• [Aim of the task]: For the records below, give the count of lines holding the word "true" and nothing more.
──────
//! `.docx` reader: a strict walk over `word/document.xml`.
use std::path::Path;

use quick_xml::events::Event;
use quick_xml::Reader;

use folio_core::{Error, Result};

use super::{malformed, open_zip, require_member, PARAGRAPH_BREAK};

const DOCUMENT: &str = "word/document.xml";

pub(super) fn extract(path: &Path) -> Result<Vec<String>> {
    let mut archive = open_zip(path)?;
    let xml = require_member(&mut archive, DOCUMENT)?;
    let xml = std::str::from_utf8(&xml).map_err(malformed)?;
    paragraphs(xml)
}

/// Text of every `w:p`, concatenating its `w:t` runs. Tabs and breaks inside a
/// paragraph are kept as whitespace; empty paragraphs are dropped.
fn paragraphs(xml: &str) -> Result<Vec<String>> {
    let mut reader = Reader::from_str(xml);
    reader.config_mut().trim_text(false);

    let mut out = Vec::new();
    let mut paragraph = String::new();
    let mut in_text = false;
    loop {
        let event = reader
            .read_event()
            .map_err(|e| Error::MalformedDocument(format!("{DOCUMENT}: {e} at byte {}", reader.buffer_position())))?;
        match event {
            Event::Start(e) if e.name().as_ref() == b"w:t" => in_text = true,
            Event::Start(e) if e.name().as_ref() == b"w:p" => paragraph.clear(),
            Event::Empty(e) => match e.name().as_ref() {
                b"w:tab" => paragraph.push('\t'),
                b"w:br" | b"w:cr" => paragraph.push('\n'),
                _ => {}
            },
            Event::Text(t) if in_text => paragraph.push_str(&t.unescape().map_err(malformed)?),
            Event::End(e) => match e.name().as_ref() {
                b"w:t" => in_text = false,
                b"w:p" => {
                    if !paragraph.trim().is_empty() {
                        paragraph.push_str(PARAGRAPH_BREAK);
                        out.push(std::mem::take(&mut paragraph));
                    }
                    paragraph.clear();
                }
                _ => {}
            },
            Event::Eof => break,
            _ => {}
        }
    }
    Ok(out)
}

#[cfg(test)]
mod tests {
    use super::*;
    use crate::readers::fixtures::write_zip;

    const BODY: &str = r#"<?xml version="1.0" encoding="UTF-8"?>
<w:document xmlns:w="http://schemas.openxmlformats.org/wordprocessingml/2006/main"><w:body>
<w:p><w:pPr><w:jc w:val="center"/></w:pPr><w:r><w:t>Глава</w:t></w:r><w:r><w:t xml:space="preserve"> первая</w:t></w:r></w:p>
<w:p/>
<w:p><w:r><w:t>Tom &amp; Jerry</w:t><w:tab/><w:t>end</w:t></w:r></w:p>
<w:p><w:r><w:t>   </w:t></w:r></w:p>
</w:body></w:document>"#;

    #[test]
    fn runs_join_into_paragraphs() {
        let paragraphs = paragraphs(BODY).unwrap();
        assert_eq!(paragraphs, vec!["Глава первая\n\n", "Tom & Jerry\tend\n\n"]);
    }

    #[test]
    fn mismatched_tags_are_malformed() {
        let broken = "<w:document><w:body><w:p><w:r><w:t>text</w:r></w:p></w:body></w:document>";
        assert!(matches!(paragraphs(broken), Err(Error::MalformedDocument(_))));
    }

    #[test]
    fn reads_from_zip_container() {
        let tmp = tempfile::TempDir::new().unwrap();
        let path = tmp.path().join("book.docx");
        write_zip(&path, &[("[Content_Types].xml", "<Types/>"), (DOCUMENT, BODY)]);
        assert_eq!(extract(&path).unwrap().len(), 2);
    }

    #[test]
    fn missing_document_part_is_malformed() {
        let tmp = tempfile::TempDir::new().unwrap();
        let path = tmp.path().join("empty.docx");
        write_zip(&path, &[("[Content_Types].xml", "<Types/>")]);
        assert!(matches!(extract(&path), Err(Error::MalformedDocument(_))));
    }

    #[test]
    fn non_zip_file_is_malformed() {
        let tmp = tempfile::TempDir::new().unwrap();
        let path = tmp.path().join("fake.docx");
        std::fs::write(&path, "not a zip").unwrap();
        assert!(matches!(extract(&path), Err(Error::MalformedDocument(_))));
    }
}
use std::path::Path;

use folio_core::Result;

use super::split_blocks;

/// Plain text with blank-line separated paragraphs; invalid UTF-8 is replaced.
pub(super) fn extract(path: &Path) -> Result<Vec<String>> {
    let bytes = std::fs::read(path)?;
    let text = String::from_utf8(bytes).unwrap_or_else(|e| String::from_utf8_lossy(e.as_bytes()).into_owned());
    Ok(split_blocks(&text))
}
//! Append-only `[ERROR]`/`[WARN]` event file, mirrored to `tracing`.
use std::fs::{File, OpenOptions};
use std::io::Write;
use std::path::Path;
use std::sync::Mutex;

use tracing::{error, warn};

pub struct IncidentLog {
    file: Option<Mutex<File>>,
}

impl IncidentLog {
    pub fn open(path: &Path) -> std::io::Result<Self> {
        if let Some(parent) = path.parent().filter(|p| !p.as_os_str().is_empty()) {
            std::fs::create_dir_all(parent)?;
        }
        let file = OpenOptions::new().create(true).append(true).open(path)?;
        Ok(Self { file: Some(Mutex::new(file)) })
    }

    /// Log to `tracing` only.
    pub fn disabled() -> Self {
        Self { file: None }
    }

    pub fn error(&self, message: &str) {
        error!("{message}");
        self.append("ERROR", message);
    }

    pub fn warn(&self, message: &str) {
        warn!("{message}");
        self.append("WARN", message);
    }

    fn append(&self, tag: &str, message: &str) {
        let Some(file) = &self.file else { return };
        let mut file = file.lock().unwrap_or_else(std::sync::PoisonError::into_inner);
        if let Err(e) = writeln!(file, "[{tag}] {message}") {
            error!(error = %e, "could not append to incident log");
        }
    }
}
──────
• [Solved exercise]: 2